#### What this task involves:
Transcribe exactly the line that contains "impl<S: PaymentService> PaymentService for LoggingMiddleware<S>" and all lines following it to the end of the material below; omit everything else.

+ + + + + + +

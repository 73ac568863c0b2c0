//! Outbound calls to the stock service

use async_trait::async_trait;
use std::sync::Arc;

use shared::discovery::Registry;
use shared::error::AppResult;
use shared::models::{CheckStockRequest, CheckStockResponse, ItemWithQuantity};
use shared::rpc::{self, STOCK_SERVICE, methods};

#[async_trait]
pub trait StockGateway: Send + Sync {
    async fn check_if_items_in_stock(
        &self,
        items: &[ItemWithQuantity],
    ) -> AppResult<CheckStockResponse>;
}

/// Resolves the stock service on every call, so a restarted peer on a new
/// address is picked up without restarting this process.
pub struct RpcStockGateway {
    registry: Arc<dyn Registry>,
}

impl RpcStockGateway {
    pub fn new(registry: Arc<dyn Registry>) -> Self {
        Self { registry }
    }
}

#[async_trait]
impl StockGateway for RpcStockGateway {
    async fn check_if_items_in_stock(
        &self,
        items: &[ItemWithQuantity],
    ) -> AppResult<CheckStockResponse> {
        let channel = rpc::connect(STOCK_SERVICE, self.registry.as_ref()).await?;
        channel
            .call(
                methods::CHECK_IF_ITEMS_IN_STOCK,
                &CheckStockRequest {
                    items: items.to_vec(),
                },
            )
            .await
    }
}
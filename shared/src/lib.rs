//! Shared plumbing for the order fulfillment services
//!
//! Service discovery, the RPC channel, the message broker transport, error
//! envelopes, domain models and logging setup used by every service crate.

pub mod broker;
pub mod config;
pub mod discovery;
pub mod error;
pub mod models;
pub mod rpc;
pub mod tasks;
pub mod telemetry;

// Re-exports
pub use axum::Json;
pub use error::{ApiResponse, AppError, AppResult, ErrorCode};
pub use http;
pub use serde::{Deserialize, Serialize};
//! Catalog persistence
//!
//! Every change to `quantity` goes through one conditional primitive that
//! checks and writes under the row's lock, so concurrent deductions cannot
//! oversell.

use async_trait::async_trait;
use chrono::Utc;
use dashmap::DashMap;
use std::collections::HashMap;

use shared::error::{AppError, AppResult, ErrorCode};
use shared::models::{CreateItemRequest, StockItem};

/// Fields an item update may overwrite
#[derive(Debug, Clone, Default)]
pub struct ItemPatch {
    pub name: Option<String>,
    pub description: Option<String>,
    pub price: Option<f64>,
    pub currency: Option<String>,
    pub price_id: Option<String>,
    pub metadata: Option<HashMap<String, String>>,
}

#[async_trait]
pub trait StockStore: Send + Sync {
    async fn create(
        &self,
        product_id: &str,
        price_id: &str,
        request: &CreateItemRequest,
    ) -> AppResult<StockItem>;

    async fn get(&self, id: &str) -> AppResult<StockItem>;

    /// Active items only
    async fn list(&self) -> AppResult<Vec<StockItem>>;

    /// Active items among `ids`; unknown ids are skipped
    async fn get_many(&self, ids: &[String]) -> AppResult<Vec<StockItem>>;

    async fn update_item(&self, id: &str, patch: ItemPatch) -> AppResult<StockItem>;

    /// Absolute set of the available count
    async fn update_stock(&self, id: &str, quantity: i64) -> AppResult<StockItem>;

    /// Decrement only where `quantity >= requested`
    async fn deduct_stock(&self, id: &str, quantity: i64) -> AppResult<StockItem>;

    /// Soft delete (`active = false`)
    async fn deactivate(&self, id: &str) -> AppResult<()>;
}

#[derive(Default)]
pub struct MemoryStockStore {
    items: DashMap<String, StockItem>,
}

impl MemoryStockStore {
    pub fn new() -> Self {
        Self::default()
    }

    /// Apply `next` to the stored quantity while holding the row lock.
    /// `None` from `next` leaves the row untouched.
    fn modify_quantity(
        &self,
        id: &str,
        next: impl FnOnce(i64) -> Option<i64>,
    ) -> Option<StockItem> {
        let mut item = self.items.get_mut(id)?;
        let quantity = next(item.quantity).filter(|q| *q >= 0)?;
        item.quantity = quantity;
        item.updated_at = Utc::now();
        Some(item.clone())
    }
}

#[async_trait]
impl StockStore for MemoryStockStore {
    async fn create(
        &self,
        product_id: &str,
        price_id: &str,
        request: &CreateItemRequest,
    ) -> AppResult<StockItem> {
        let now = Utc::now();
        let item = StockItem {
            id: uuid::Uuid::new_v4().to_string(),
            product_id: product_id.to_string(),
            name: request.name.clone(),
            description: request.description.clone(),
            price: request.price,
            currency: request.currency.clone(),
            price_id: price_id.to_string(),
            quantity: request.quantity,
            active: true,
            metadata: request.metadata.clone(),
            created_at: now,
            updated_at: now,
        };
        self.items.insert(item.id.clone(), item.clone());
        Ok(item)
    }

    async fn get(&self, id: &str) -> AppResult<StockItem> {
        self.items
            .get(id)
            .map(|item| item.clone())
            .ok_or_else(|| AppError::item_not_found(id))
    }

    async fn list(&self) -> AppResult<Vec<StockItem>> {
        let mut items: Vec<StockItem> = self
            .items
            .iter()
            .filter(|entry| entry.active)
            .map(|entry| entry.value().clone())
            .collect();
        items.sort_by(|a, b| a.created_at.cmp(&b.created_at));
        Ok(items)
    }

    async fn get_many(&self, ids: &[String]) -> AppResult<Vec<StockItem>> {
        Ok(ids
            .iter()
            .filter_map(|id| self.items.get(id))
            .filter(|item| item.active)
            .map(|item| item.clone())
            .collect())
    }

    async fn update_item(&self, id: &str, patch: ItemPatch) -> AppResult<StockItem> {
        let mut item = self
            .items
            .get_mut(id)
            .ok_or_else(|| AppError::item_not_found(id))?;
        if let Some(name) = patch.name {
            item.name = name;
        }
        if let Some(description) = patch.description {
            item.description = description;
        }
        if let Some(price) = patch.price {
            item.price = price;
        }
        if let Some(currency) = patch.currency {
            item.currency = currency;
        }
        if let Some(price_id) = patch.price_id {
            item.price_id = price_id;
        }
        if let Some(metadata) = patch.metadata {
            item.metadata = metadata;
        }
        item.updated_at = Utc::now();
        Ok(item.clone())
    }

    async fn update_stock(&self, id: &str, quantity: i64) -> AppResult<StockItem> {
        if quantity < 0 {
            return Err(AppError::with_message(
                ErrorCode::InvalidStockQuantity,
                "Quantity must not be negative",
            ));
        }
        self.modify_quantity(id, |_| Some(quantity))
            .ok_or_else(|| AppError::item_not_found(id))
    }

    async fn deduct_stock(&self, id: &str, quantity: i64) -> AppResult<StockItem> {
        if quantity <= 0 {
            return Err(AppError::new(ErrorCode::InvalidStockQuantity).with_detail("item_id", id));
        }
        self.modify_quantity(id, |stored| stored.checked_sub(quantity))
            .ok_or_else(|| {
                AppError::new(ErrorCode::StockDeductionFailed)
                    .with_detail("item_id", id)
                    .with_detail("requested", quantity)
            })
    }

    async fn deactivate(&self, id: &str) -> AppResult<()> {
        let mut item = self
            .items
            .get_mut(id)
            .ok_or_else(|| AppError::item_not_found(id))?;
        item.active = false;
        item.updated_at = Utc::now();
        Ok(())
    }
}
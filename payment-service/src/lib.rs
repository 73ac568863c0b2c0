//! Payment service: checkout links for new orders and the payment webhook

pub mod config;
pub mod consumer;
pub mod gateway;
pub mod middleware;
pub mod processor;
pub mod service;
pub mod webhook;

use std::sync::Arc;

use gateway::OrderGateway;
use middleware::{LoggingMiddleware, TelemetryMiddleware};
use processor::PaymentProcessor;
use service::{PaymentService, PaymentServiceImpl};

/// Compose the service behind its decorators
pub fn build_service(
    processor: Arc<dyn PaymentProcessor>,
    orders: Arc<dyn OrderGateway>,
) -> Arc<dyn PaymentService> {
    let service = PaymentServiceImpl::new(processor, orders);
    Arc::new(LoggingMiddleware::new(TelemetryMiddleware::new(service)))
}
use anyhow::Context;
use std::sync::Arc;
use std::time::Duration;

use payment_service::config::{Config, ProcessorConfig};
use payment_service::consumer::OrderCreatedProcessor;
use payment_service::gateway::RpcOrderGateway;
use payment_service::processor::{
    MemoryPaymentProcessor, PaymentProcessor, StripePaymentProcessor,
};
use payment_service::webhook::{WebhookState, webhook_router};
use shared::broker::{self, ORDER_CREATED_EVENT, RetryPolicy, run_consumer};
use shared::discovery::{self, run_health_checks};
use shared::rpc::PAYMENT_SERVICE;
use shared::tasks::{BackgroundTasks, TaskKind};
use shared::telemetry::{LogOptions, init_logger};

#[tokio::main]
async fn main() -> anyhow::Result<()> {
    let _ = dotenvy::dotenv();
    let telemetry = init_logger("payment-service", &LogOptions::from_env());

    let config = Config::from_env()?;

    let processor: Arc<dyn PaymentProcessor> = match &config.processor {
        ProcessorConfig::Memory => Arc::new(MemoryPaymentProcessor::new()),
        ProcessorConfig::Stripe { secret_key } => Arc::new(StripePaymentProcessor::new(
            secret_key,
            &config.gateway_addr,
        )?),
    };

    // Payment exposes no RPC methods; the webhook address is what it advertises
    let registry = discovery::from_config(&config.registry)?;
    let instance_id = discovery::generate_instance_id(PAYMENT_SERVICE);
    registry
        .register(&instance_id, PAYMENT_SERVICE, &config.http_addr)
        .await
        .context("failed to register with the service registry")?;

    let broker = broker::connect(&config.broker)
        .await
        .context("failed to connect to the message broker")?;
    broker.declare_queue(ORDER_CREATED_EVENT).await?;
    let deliveries = broker.consume(ORDER_CREATED_EVENT).await?;

    let service = payment_service::build_service(
        processor,
        Arc::new(RpcOrderGateway::new(registry.clone())),
    );

    let mut tasks = BackgroundTasks::new();
    let shutdown = tasks.shutdown_token();
    tasks.spawn(
        "registry_heartbeat",
        TaskKind::Heartbeat,
        run_health_checks(
            registry.clone(),
            instance_id.clone(),
            PAYMENT_SERVICE.to_string(),
            config.registry.health_interval,
            shutdown.clone(),
        ),
    );
    tasks.spawn(
        "order_created_consumer",
        TaskKind::Consumer,
        run_consumer(
            broker.clone(),
            deliveries,
            Arc::new(OrderCreatedProcessor::new(service)),
            RetryPolicy::default(),
            shutdown.clone(),
        ),
    );

    let listener = tokio::net::TcpListener::bind(&config.http_addr)
        .await
        .with_context(|| format!("failed to bind {}", config.http_addr))?;
    tracing::info!(addr = %config.http_addr, instance_id = %instance_id, "payment webhook listening");

    let app = webhook_router(WebhookState::new(
        broker.clone(),
        config.endpoint_secret.as_str(),
    ));
    tasks.spawn("http_server", TaskKind::Server, async move {
        let serve = axum::serve(listener, app)
            .with_graceful_shutdown(async move { shutdown.cancelled().await });
        if let Err(e) = serve.await {
            tracing::error!(error = %e, "http server error");
        }
    });

    tokio::signal::ctrl_c().await?;
    tracing::info!("shutdown signal received");

    tasks.shutdown(Duration::from_secs(10)).await;
    if let Err(e) = registry.deregister(&instance_id, PAYMENT_SERVICE).await {
        tracing::warn!(error = %e, "failed to deregister");
    }
    if let Err(e) = broker.close().await {
        tracing::warn!(error = %e, "failed to close broker");
    }
    telemetry.shutdown();
    Ok(())
}
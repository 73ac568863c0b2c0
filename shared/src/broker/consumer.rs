//! Consumer loop: process each delivery and settle it exactly once

use async_trait::async_trait;
use futures::StreamExt;
use std::sync::Arc;
use tokio_util::sync::CancellationToken;
use tracing::Instrument;

use super::{Broker, Delivery, DeliveryStream, RetryPolicy, handle_retry};
use crate::telemetry::set_parent_from;

/// Outcome of processing one delivery
#[derive(Debug, Clone, PartialEq, Eq)]
pub enum ProcessResult {
    /// Side effect done, acknowledge
    Success { message: String },
    /// Nothing to do (e.g. an order not yet paid), acknowledge
    Skipped { reason: String },
    /// Transient failure, requeue with backoff
    Retry { reason: String },
    /// Can never succeed (malformed payload), discard without requeue
    Failed { reason: String },
}

impl ProcessResult {
    pub fn is_success(&self) -> bool {
        matches!(self, ProcessResult::Success { .. })
    }

    pub fn should_retry(&self) -> bool {
        matches!(self, ProcessResult::Retry { .. })
    }
}

/// Business handler for one queue
#[async_trait]
pub trait EventProcessor: Send + Sync {
    /// Used in logs
    fn name(&self) -> &'static str;

    async fn process(&self, delivery: &Delivery) -> ProcessResult;
}

/// Consume `deliveries` until the stream ends or `shutdown` fires
///
/// Each delivery is handled on its own task so one slow message does not
/// hold up the queue.
pub async fn run_consumer(
    broker: Arc<dyn Broker>,
    mut deliveries: DeliveryStream,
    processor: Arc<dyn EventProcessor>,
    policy: RetryPolicy,
    shutdown: CancellationToken,
) {
    tracing::info!(consumer = processor.name(), "consumer started");

    loop {
        tokio::select! {
            _ = shutdown.cancelled() => {
                tracing::info!(consumer = processor.name(), "consumer shutting down");
                break;
            }
            next = deliveries.next() => {
                match next {
                    Some(Ok(delivery)) => {
                        let broker = broker.clone();
                        let processor = processor.clone();
                        tokio::spawn(async move {
                            dispatch(broker.as_ref(), processor.as_ref(), delivery, &policy).await;
                        });
                    }
                    Some(Err(e)) => {
                        tracing::error!(consumer = processor.name(), error = %e, "failed to receive delivery");
                    }
                    None => {
                        tracing::info!(consumer = processor.name(), "delivery stream closed");
                        break;
                    }
                }
            }
        }
    }

    tracing::info!(consumer = processor.name(), "consumer stopped");
}

/// Process one delivery inside a span parented on the publisher's trace, then settle it
pub async fn dispatch(
    broker: &dyn Broker,
    processor: &dyn EventProcessor,
    delivery: Delivery,
    policy: &RetryPolicy,
) {
    let span = tracing::info_span!(
        "amqp.consume",
        consumer = processor.name(),
        queue = %delivery.queue,
        retry_count = delivery.retry_count(),
    );
    set_parent_from(&span, &delivery.headers);

    async {
        let result = processor.process(&delivery).await;
        let settled = match &result {
            ProcessResult::Success { message } => {
                tracing::info!(result = %message, "message processed successfully");
                delivery.ack().await
            }
            ProcessResult::Skipped { reason } => {
                tracing::info!(reason = %reason, "message skipped");
                delivery.ack().await
            }
            ProcessResult::Failed { reason } => {
                tracing::error!(reason = %reason, "message processing failed permanently");
                delivery.nack(false).await
            }
            ProcessResult::Retry { reason } => handle_retry(broker, &delivery, reason, policy)
                .await
                .map(|_| ()),
        };
        if let Err(e) = settled {
            tracing::error!(error = %e, "failed to settle delivery");
        }
    }
    .instrument(span)
    .await
}
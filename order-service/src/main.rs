use anyhow::Context;
use std::sync::Arc;
use std::time::Duration;

use order_service::config::Config;
use order_service::gateway::RpcStockGateway;
use order_service::handler::rpc_router;
use order_service::store::MemoryOrderStore;
use shared::broker::{self, ORDER_CREATED_EVENT};
use shared::discovery::{self, run_health_checks};
use shared::rpc::ORDER_SERVICE;
use shared::tasks::{BackgroundTasks, TaskKind};
use shared::telemetry::{LogOptions, init_logger};

#[tokio::main]
async fn main() -> anyhow::Result<()> {
    let _ = dotenvy::dotenv();
    let telemetry = init_logger("order-service", &LogOptions::from_env());

    let config = Config::from_env()?;

    let registry = discovery::from_config(&config.registry)?;
    let instance_id = discovery::generate_instance_id(ORDER_SERVICE);
    registry
        .register(&instance_id, ORDER_SERVICE, &config.rpc_addr)
        .await
        .context("failed to register with the service registry")?;

    let broker = broker::connect(&config.broker)
        .await
        .context("failed to connect to the message broker")?;
    broker.declare_queue(ORDER_CREATED_EVENT).await?;

    let service = order_service::build_service(
        Arc::new(MemoryOrderStore::new()),
        Arc::new(RpcStockGateway::new(registry.clone())),
        broker.clone(),
    );

    let mut tasks = BackgroundTasks::new();
    let shutdown = tasks.shutdown_token();
    tasks.spawn(
        "registry_heartbeat",
        TaskKind::Heartbeat,
        run_health_checks(
            registry.clone(),
            instance_id.clone(),
            ORDER_SERVICE.to_string(),
            config.registry.health_interval,
            shutdown.clone(),
        ),
    );

    let listener = tokio::net::TcpListener::bind(&config.rpc_addr)
        .await
        .with_context(|| format!("failed to bind {}", config.rpc_addr))?;
    tracing::info!(addr = %config.rpc_addr, instance_id = %instance_id, "order service listening");

    let app = rpc_router(service);
    tasks.spawn("rpc_server", TaskKind::Server, async move {
        let serve = axum::serve(listener, app)
            .with_graceful_shutdown(async move { shutdown.cancelled().await });
        if let Err(e) = serve.await {
            tracing::error!(error = %e, "rpc server error");
        }
    });

    tokio::signal::ctrl_c().await?;
    tracing::info!("shutdown signal received");

    tasks.shutdown(Duration::from_secs(10)).await;
    if let Err(e) = registry.deregister(&instance_id, ORDER_SERVICE).await {
        tracing::warn!(error = %e, "failed to deregister");
    }
    if let Err(e) = broker.close().await {
        tracing::warn!(error = %e, "failed to close broker");
    }
    telemetry.shutdown();
    Ok(())
}
//! Decorators around [`PaymentService`]

use async_trait::async_trait;
use std::time::Instant;
use tracing::Instrument;

use shared::error::AppResult;
use shared::models::Order;
use shared::telemetry::log_call;

use crate::service::PaymentService;

pub struct TelemetryMiddleware<S> {
    inner: S,
}

impl<S> TelemetryMiddleware<S> {
    pub fn new(inner: S) -> Self {
        Self { inner }
    }
}

#[async_trait]
impl<S: PaymentService> PaymentService for TelemetryMiddleware<S> {
    async fn create_payment(&self, order: &Order) -> AppResult<String> {
        let span = tracing::info_span!(
            "CreatePayment",
            order_id = %order.id,
            customer_id = %order.customer_id,
            link = tracing::field::Empty,
        );
        let result = self
            .inner
            .create_payment(order)
            .instrument(span.clone())
            .await;
        if let Ok(link) = &result {
            span.record("link", link.as_str());
        }
        result
    }
}

pub struct LoggingMiddleware<S> {
    inner: S,
}

impl<S> LoggingMiddleware<S> {
    pub fn new(inner: S) -> Self {
        Self { inner }
    }
}

#[async_trait]
impl<S: PaymentService> PaymentService for LoggingMiddleware<S> {
    async fn create_payment(&self, order: &Order) -> AppResult<String> {
        let started = Instant::now();
        let result = self.inner.create_payment(order).await;
        log_call("CreatePayment", started, &result);
        result
    }
}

+ + + + + + +

#### Response:
impl<S: PaymentService> PaymentService for LoggingMiddleware<S> {
    async fn create_payment(&self, order: &Order) -> AppResult<String> {
        let started = Instant::now();
        let result = self.inner.create_payment(order).await;
        log_call("CreatePayment", started, &result);
        result
    }
}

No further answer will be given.